# Recursive Algorithm



## zahrav (Dec 19, 2004)

How would u go about writing a recursive algorithm to find the square root, without using */% in JAVA


----------



## brendandonhu (Jul 8, 2002)

Homework?


----------



## zahrav (Dec 19, 2004)

yup...but i dont get how u cant use any other operators.
i know u need a base case and a recursive case in which the method would be called again
so the structure would be like:
if (...) //base case
else ... //recursive case call the method in here


----------



## Shadow2531 (Apr 30, 2001)

Do you need to do something like in Task3 on this page, but with java instead?


----------



## zahrav (Dec 19, 2004)

ya task 3 seems very similar...ne ideas how to go about it?
public static int squareRoot (int value, int high, int low)
.
.
.
.


----------



## Shadow2531 (Apr 30, 2001)

In c++, without using */%, you could do it non-recursively like this.


```
#include <iostream>

using namespace std;

static unsigned sqrt(unsigned long val) {
    unsigned long temp, g=0, b = 0x8000, bshft = 15;
    do {
        if (val >= (temp = (((g<<1)+b)<<bshft--))) {
            g += b;
            val -= temp;
        }
    } while (b >>= 1);
    return g;
}

int main() {
    cout << sqrt(16) << endl;
}
```
If you can apply that method to java and then make it recursive, you might have it.


----------



## zahrav (Dec 19, 2004)

lol thanks a lot for ure help...but only if i understood C++ 

i'll try to deduce some of it, and get some of the logic...possibly


----------



## Shadow2531 (Apr 30, 2001)

Yeh, I understand and I don't want to confuse the situation by throwing in the wrong language, but I don't think anything in the function is too far off from the way java does it, but I would focus more on the method than anything else.

Now here's a c++ version that doesn't use */%, doesn't use any loops and uses recursion to get the square root. (looks a little sloppy since no loops were used.)

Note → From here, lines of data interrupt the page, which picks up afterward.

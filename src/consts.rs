//! JFFS2 常量定义
//!
//! 这个模块包含了 JFFS2 磁盘格式的常量定义，包括：
//! - 魔数和节点类型
//! - 节点头大小
//! - 压缩类型
//! - 目录项类型和 mode 位
//!
//! 数值取自 Linux `include/uapi/linux/jffs2.h`。

//=============================================================================
// 基础常量
//=============================================================================

/// JFFS2 节点魔数
pub const JFFS2_MAGIC_BITMASK: u16 = 0x1985;

/// 早期（不兼容）JFFS2 魔数，扫描时只计数不解析
pub const JFFS2_OLD_MAGIC_BITMASK: u16 = 0x1984;

/// 节点对齐（字节）
pub const JFFS2_NODE_ALIGN: u64 = 4;

/// 根目录 inode 编号
pub const JFFS2_ROOT_INO: u32 = 1;

/// 删除目录项使用的目标 inode（unlink 标记）
pub const JFFS2_UNLINK_INO: u32 = 0;

//=============================================================================
// 节点头
//=============================================================================

/// 通用节点头大小（magic + nodetype + totlen + hdr_crc）
pub const JFFS2_UNKNOWN_NODE_SIZE: usize = 12;

/// 参与头部 CRC 计算的字节数（magic + nodetype + totlen）
pub const JFFS2_HEADER_CRC_LEN: usize = 8;

/// 目录项节点头大小（不含名字）
pub const JFFS2_RAW_DIRENT_SIZE: usize = 40;

/// 参与目录项 node_crc 计算的字节数
pub const JFFS2_DIRENT_NODE_CRC_LEN: usize = JFFS2_RAW_DIRENT_SIZE - 8;

/// Inode 数据节点头大小（不含数据）
pub const JFFS2_RAW_INODE_SIZE: usize = 68;

/// 参与 inode node_crc 计算的字节数
pub const JFFS2_INODE_NODE_CRC_LEN: usize = JFFS2_RAW_INODE_SIZE - 8;

//=============================================================================
// 节点类型
//=============================================================================

/// 目录项节点
pub const JFFS2_NODETYPE_DIRENT: u16 = 0xE001;

/// Inode 数据节点
pub const JFFS2_NODETYPE_INODE: u16 = 0xE002;

/// 擦除块清洁标记
pub const JFFS2_NODETYPE_CLEANMARKER: u16 = 0x2003;

/// 填充节点
pub const JFFS2_NODETYPE_PADDING: u16 = 0x2004;

/// 擦除块摘要节点
pub const JFFS2_NODETYPE_SUMMARY: u16 = 0x2006;

/// 扩展属性节点
pub const JFFS2_NODETYPE_XATTR: u16 = 0xE008;

/// 扩展属性引用节点
pub const JFFS2_NODETYPE_XREF: u16 = 0xE009;

/// 节点类型中的兼容性位掩码
pub const JFFS2_COMPAT_MASK: u16 = 0xC000;

/// 节点有效位（被废弃的节点会清除此位）
pub const JFFS2_NODE_ACCURATE: u16 = 0x2000;

//=============================================================================
// 压缩类型
//=============================================================================

/// 无压缩
pub const JFFS2_COMPR_NONE: u8 = 0x00;
/// 全零数据
pub const JFFS2_COMPR_ZERO: u8 = 0x01;
/// rtime 游程/回溯编码
pub const JFFS2_COMPR_RTIME: u8 = 0x02;
/// rubin（MIPS 变体），不支持
pub const JFFS2_COMPR_RUBINMIPS: u8 = 0x03;
/// copy，不支持
pub const JFFS2_COMPR_COPY: u8 = 0x04;
/// 动态 rubin，不支持
pub const JFFS2_COMPR_DYNRUBIN: u8 = 0x05;
/// zlib
pub const JFFS2_COMPR_ZLIB: u8 = 0x06;
/// LZO1X
pub const JFFS2_COMPR_LZO: u8 = 0x07;

//=============================================================================
// 目录项类型（DT_*）
//=============================================================================

/// FIFO
pub const DT_FIFO: u8 = 1;
/// 字符设备
pub const DT_CHR: u8 = 2;
/// 目录
pub const DT_DIR: u8 = 4;
/// 块设备
pub const DT_BLK: u8 = 6;
/// 普通文件
pub const DT_REG: u8 = 8;
/// 符号链接
pub const DT_LNK: u8 = 10;
/// Socket
pub const DT_SOCK: u8 = 12;

//=============================================================================
// Inode mode 位
//=============================================================================

/// 文件类型掩码
pub const S_IFMT: u32 = 0o170000;
/// Socket
pub const S_IFSOCK: u32 = 0o140000;
/// 符号链接
pub const S_IFLNK: u32 = 0o120000;
/// 普通文件
pub const S_IFREG: u32 = 0o100000;
/// 块设备
pub const S_IFBLK: u32 = 0o060000;
/// 目录
pub const S_IFDIR: u32 = 0o040000;
/// 字符设备
pub const S_IFCHR: u32 = 0o020000;
/// FIFO
pub const S_IFIFO: u32 = 0o010000;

Maybe someone can convert that to java and maybe even clean it up a little or a lot.


```
#include <iostream>

using namespace std;

void sqrt(unsigned long& g, unsigned long& b, unsigned long& bshft, unsigned long& val) {
    unsigned long temp;
    b >>= 1;
    if (val >= (temp = ( ( (g << 1 ) + b) << bshft-- ))     ) {
            g += b;
            val -= temp;
            
    } else {
        sqrt(g,b,bshft,val);
    }
}

unsigned long sqrt(const unsigned long& num) {
    unsigned long temp;
    unsigned long g = 0;
    unsigned long b = 32768;
    unsigned long bshft = 15;
    unsigned long val = num;
    if (val >= (temp = ( ( (g << 1 ) + b) << bshft-- )) ) {
        g += b;
        val -= temp;
    }
    sqrt(g,b,bshft,val);
    return g;
}

int main() {
    cout << sqrt(16) << endl;
}
```
I'll attempt to do that in java.


----------



## Shadow2531 (Apr 30, 2001)

O.K. I tried it in java and couldn't get it to work at first. Didn't know you couldn't pass by reference. I then created a class to do it.

This is my first java program (besides hello world) so I'm not sure how evil the code is or if it's even proper.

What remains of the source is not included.